> Work order
In the entries below, find each line with the word "PeerState" and return it.

> Listed records

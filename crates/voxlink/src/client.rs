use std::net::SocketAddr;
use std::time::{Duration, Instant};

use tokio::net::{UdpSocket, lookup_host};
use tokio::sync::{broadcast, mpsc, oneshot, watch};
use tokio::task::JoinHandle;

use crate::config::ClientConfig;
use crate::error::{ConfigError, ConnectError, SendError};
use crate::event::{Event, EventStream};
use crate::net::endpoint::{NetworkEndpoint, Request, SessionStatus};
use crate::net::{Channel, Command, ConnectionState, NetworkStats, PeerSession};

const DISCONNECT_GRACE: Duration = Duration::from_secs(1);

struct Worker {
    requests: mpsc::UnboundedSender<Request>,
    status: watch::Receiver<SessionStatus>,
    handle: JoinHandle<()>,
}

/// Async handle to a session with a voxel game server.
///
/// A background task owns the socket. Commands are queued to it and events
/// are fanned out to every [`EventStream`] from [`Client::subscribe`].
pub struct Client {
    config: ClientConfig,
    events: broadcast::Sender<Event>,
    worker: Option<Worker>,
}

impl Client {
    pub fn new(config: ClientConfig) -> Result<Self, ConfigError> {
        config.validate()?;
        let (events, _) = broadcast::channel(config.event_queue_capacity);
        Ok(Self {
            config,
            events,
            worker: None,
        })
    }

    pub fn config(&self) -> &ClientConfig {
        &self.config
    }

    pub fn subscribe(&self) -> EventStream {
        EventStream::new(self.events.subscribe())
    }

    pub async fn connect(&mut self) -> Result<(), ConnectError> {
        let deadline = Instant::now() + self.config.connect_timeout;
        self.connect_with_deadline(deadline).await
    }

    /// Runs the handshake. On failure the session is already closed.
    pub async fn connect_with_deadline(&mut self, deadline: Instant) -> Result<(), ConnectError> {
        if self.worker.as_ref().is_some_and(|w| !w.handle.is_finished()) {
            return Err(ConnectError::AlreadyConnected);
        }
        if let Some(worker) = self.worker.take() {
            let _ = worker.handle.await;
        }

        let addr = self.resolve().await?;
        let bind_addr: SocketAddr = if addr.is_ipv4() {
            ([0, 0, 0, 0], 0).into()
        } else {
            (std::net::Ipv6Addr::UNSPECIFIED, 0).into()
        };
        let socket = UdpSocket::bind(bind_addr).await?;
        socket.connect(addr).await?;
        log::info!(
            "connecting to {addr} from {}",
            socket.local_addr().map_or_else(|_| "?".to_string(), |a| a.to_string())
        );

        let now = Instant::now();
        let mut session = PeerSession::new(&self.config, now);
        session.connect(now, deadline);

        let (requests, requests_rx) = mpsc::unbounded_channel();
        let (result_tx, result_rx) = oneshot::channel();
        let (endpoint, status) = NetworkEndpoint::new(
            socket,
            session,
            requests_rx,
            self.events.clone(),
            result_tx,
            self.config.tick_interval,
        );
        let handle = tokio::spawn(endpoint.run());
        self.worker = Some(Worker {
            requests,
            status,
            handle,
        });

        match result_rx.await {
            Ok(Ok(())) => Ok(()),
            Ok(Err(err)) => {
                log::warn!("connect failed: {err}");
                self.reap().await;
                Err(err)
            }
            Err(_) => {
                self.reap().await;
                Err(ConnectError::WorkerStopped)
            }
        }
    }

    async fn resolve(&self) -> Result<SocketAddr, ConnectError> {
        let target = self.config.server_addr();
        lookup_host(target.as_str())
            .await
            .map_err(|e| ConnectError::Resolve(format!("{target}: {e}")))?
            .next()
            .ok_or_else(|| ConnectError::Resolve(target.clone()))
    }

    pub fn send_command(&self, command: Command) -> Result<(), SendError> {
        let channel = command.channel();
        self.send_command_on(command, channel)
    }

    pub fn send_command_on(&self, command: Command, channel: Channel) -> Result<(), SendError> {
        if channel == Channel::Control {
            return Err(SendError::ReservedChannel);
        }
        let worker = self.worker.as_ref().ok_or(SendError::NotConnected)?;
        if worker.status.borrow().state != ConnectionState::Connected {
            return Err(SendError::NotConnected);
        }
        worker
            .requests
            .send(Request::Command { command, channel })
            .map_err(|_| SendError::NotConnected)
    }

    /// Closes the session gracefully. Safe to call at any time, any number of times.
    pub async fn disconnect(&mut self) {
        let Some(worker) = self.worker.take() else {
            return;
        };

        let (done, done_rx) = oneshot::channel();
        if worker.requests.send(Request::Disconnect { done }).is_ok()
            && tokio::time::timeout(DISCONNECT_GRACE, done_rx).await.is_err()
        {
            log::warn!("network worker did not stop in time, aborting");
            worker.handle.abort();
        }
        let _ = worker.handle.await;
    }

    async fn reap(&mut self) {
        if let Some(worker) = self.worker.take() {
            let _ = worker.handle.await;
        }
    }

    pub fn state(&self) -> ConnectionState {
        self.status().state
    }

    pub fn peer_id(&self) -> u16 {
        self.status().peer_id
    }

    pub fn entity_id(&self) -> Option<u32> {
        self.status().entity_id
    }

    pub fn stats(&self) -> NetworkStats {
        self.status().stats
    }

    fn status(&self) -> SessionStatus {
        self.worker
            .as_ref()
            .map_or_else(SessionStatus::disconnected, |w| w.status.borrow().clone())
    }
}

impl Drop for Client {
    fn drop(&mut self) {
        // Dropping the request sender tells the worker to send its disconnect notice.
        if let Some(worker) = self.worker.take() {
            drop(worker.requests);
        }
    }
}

* * *

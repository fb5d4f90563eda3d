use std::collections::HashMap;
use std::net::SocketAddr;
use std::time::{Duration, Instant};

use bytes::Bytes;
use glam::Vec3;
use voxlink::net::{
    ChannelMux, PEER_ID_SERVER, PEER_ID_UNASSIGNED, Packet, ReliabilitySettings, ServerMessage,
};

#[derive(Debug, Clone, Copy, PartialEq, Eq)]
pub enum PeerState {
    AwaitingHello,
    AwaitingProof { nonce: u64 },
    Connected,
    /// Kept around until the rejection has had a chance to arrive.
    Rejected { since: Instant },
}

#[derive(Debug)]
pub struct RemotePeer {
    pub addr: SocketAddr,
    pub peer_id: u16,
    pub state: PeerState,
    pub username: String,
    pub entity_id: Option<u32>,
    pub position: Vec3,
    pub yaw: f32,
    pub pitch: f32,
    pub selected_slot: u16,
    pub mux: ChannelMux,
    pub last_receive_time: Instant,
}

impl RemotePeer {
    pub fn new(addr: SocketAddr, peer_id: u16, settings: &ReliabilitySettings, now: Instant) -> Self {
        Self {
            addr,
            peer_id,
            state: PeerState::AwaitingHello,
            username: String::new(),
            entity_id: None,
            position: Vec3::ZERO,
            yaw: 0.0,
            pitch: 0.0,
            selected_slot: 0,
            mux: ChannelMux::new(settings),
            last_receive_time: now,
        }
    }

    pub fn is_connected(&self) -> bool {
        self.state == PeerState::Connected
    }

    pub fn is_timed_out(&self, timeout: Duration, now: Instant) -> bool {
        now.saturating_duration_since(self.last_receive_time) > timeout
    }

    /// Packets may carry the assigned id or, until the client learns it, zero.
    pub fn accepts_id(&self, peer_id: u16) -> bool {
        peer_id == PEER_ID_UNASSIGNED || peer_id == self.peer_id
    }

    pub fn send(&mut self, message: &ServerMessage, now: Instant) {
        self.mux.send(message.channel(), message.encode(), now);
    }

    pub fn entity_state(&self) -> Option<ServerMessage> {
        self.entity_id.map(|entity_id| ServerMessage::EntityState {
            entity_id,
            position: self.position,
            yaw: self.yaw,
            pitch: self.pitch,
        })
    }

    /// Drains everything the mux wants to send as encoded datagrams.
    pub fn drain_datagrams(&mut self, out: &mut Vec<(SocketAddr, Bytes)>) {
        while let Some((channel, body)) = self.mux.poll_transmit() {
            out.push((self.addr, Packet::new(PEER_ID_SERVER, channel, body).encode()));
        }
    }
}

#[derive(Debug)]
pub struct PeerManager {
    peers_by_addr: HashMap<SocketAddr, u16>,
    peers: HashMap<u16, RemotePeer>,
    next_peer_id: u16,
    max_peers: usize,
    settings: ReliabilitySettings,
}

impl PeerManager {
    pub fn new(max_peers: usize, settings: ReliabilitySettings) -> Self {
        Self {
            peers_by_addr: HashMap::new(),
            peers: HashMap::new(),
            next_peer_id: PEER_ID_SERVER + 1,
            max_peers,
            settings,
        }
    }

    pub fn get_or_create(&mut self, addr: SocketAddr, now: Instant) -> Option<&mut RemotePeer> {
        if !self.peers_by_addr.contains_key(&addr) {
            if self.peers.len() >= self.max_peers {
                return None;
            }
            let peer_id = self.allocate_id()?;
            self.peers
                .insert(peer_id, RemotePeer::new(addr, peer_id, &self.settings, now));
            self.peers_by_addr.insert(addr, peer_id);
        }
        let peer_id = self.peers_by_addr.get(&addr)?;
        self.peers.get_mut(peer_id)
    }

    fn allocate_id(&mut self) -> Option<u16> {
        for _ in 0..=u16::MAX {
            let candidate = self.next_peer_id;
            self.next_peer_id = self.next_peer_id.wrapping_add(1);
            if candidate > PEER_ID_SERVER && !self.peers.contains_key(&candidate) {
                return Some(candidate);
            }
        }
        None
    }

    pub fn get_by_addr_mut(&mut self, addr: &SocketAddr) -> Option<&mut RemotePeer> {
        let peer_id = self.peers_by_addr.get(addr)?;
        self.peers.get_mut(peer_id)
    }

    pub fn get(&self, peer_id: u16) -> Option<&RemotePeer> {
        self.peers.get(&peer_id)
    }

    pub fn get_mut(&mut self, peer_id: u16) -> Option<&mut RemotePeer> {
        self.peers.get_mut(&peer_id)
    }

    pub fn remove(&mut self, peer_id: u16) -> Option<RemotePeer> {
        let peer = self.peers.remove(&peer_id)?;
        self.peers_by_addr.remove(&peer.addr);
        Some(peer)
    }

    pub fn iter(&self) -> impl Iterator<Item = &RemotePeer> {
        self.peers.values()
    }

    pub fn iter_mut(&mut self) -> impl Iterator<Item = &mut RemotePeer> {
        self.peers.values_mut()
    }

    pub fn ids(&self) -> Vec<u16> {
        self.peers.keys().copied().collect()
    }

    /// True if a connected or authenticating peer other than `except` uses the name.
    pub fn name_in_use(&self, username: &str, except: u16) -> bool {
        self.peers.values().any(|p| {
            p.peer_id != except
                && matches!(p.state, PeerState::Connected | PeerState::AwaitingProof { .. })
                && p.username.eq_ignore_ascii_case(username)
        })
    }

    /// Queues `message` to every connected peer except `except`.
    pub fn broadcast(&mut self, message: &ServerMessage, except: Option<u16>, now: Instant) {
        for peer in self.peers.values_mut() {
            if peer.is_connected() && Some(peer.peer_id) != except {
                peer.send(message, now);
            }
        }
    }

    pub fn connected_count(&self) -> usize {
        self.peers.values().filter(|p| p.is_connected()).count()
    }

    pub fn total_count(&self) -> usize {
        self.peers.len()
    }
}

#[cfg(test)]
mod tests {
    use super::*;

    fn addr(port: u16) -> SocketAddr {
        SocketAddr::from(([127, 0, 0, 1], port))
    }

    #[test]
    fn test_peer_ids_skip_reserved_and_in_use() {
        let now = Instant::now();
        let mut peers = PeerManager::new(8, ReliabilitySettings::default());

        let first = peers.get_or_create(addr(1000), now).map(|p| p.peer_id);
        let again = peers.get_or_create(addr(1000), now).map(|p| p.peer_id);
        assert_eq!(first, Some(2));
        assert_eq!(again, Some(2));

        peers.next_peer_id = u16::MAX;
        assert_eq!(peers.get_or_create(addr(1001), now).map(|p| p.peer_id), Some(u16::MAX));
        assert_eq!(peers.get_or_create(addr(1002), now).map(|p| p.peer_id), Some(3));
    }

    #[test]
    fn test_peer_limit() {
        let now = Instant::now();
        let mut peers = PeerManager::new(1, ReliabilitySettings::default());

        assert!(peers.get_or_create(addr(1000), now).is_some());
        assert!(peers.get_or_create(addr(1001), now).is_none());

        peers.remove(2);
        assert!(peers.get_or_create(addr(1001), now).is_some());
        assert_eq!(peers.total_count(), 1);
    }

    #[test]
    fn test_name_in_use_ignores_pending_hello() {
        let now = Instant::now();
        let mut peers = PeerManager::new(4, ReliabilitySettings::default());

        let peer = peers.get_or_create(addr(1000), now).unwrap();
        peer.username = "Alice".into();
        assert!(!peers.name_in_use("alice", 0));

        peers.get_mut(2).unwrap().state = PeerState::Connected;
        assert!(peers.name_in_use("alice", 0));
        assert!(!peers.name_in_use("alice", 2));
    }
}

> Result of this task
pub enum PeerState {
    pub state: PeerState,
            state: PeerState::AwaitingHello,
        self.state == PeerState::Connected
                && matches!(p.state, PeerState::Connected | PeerState::AwaitingProof { .. })
        peers.get_mut(2).unwrap().state = PeerState::Connected;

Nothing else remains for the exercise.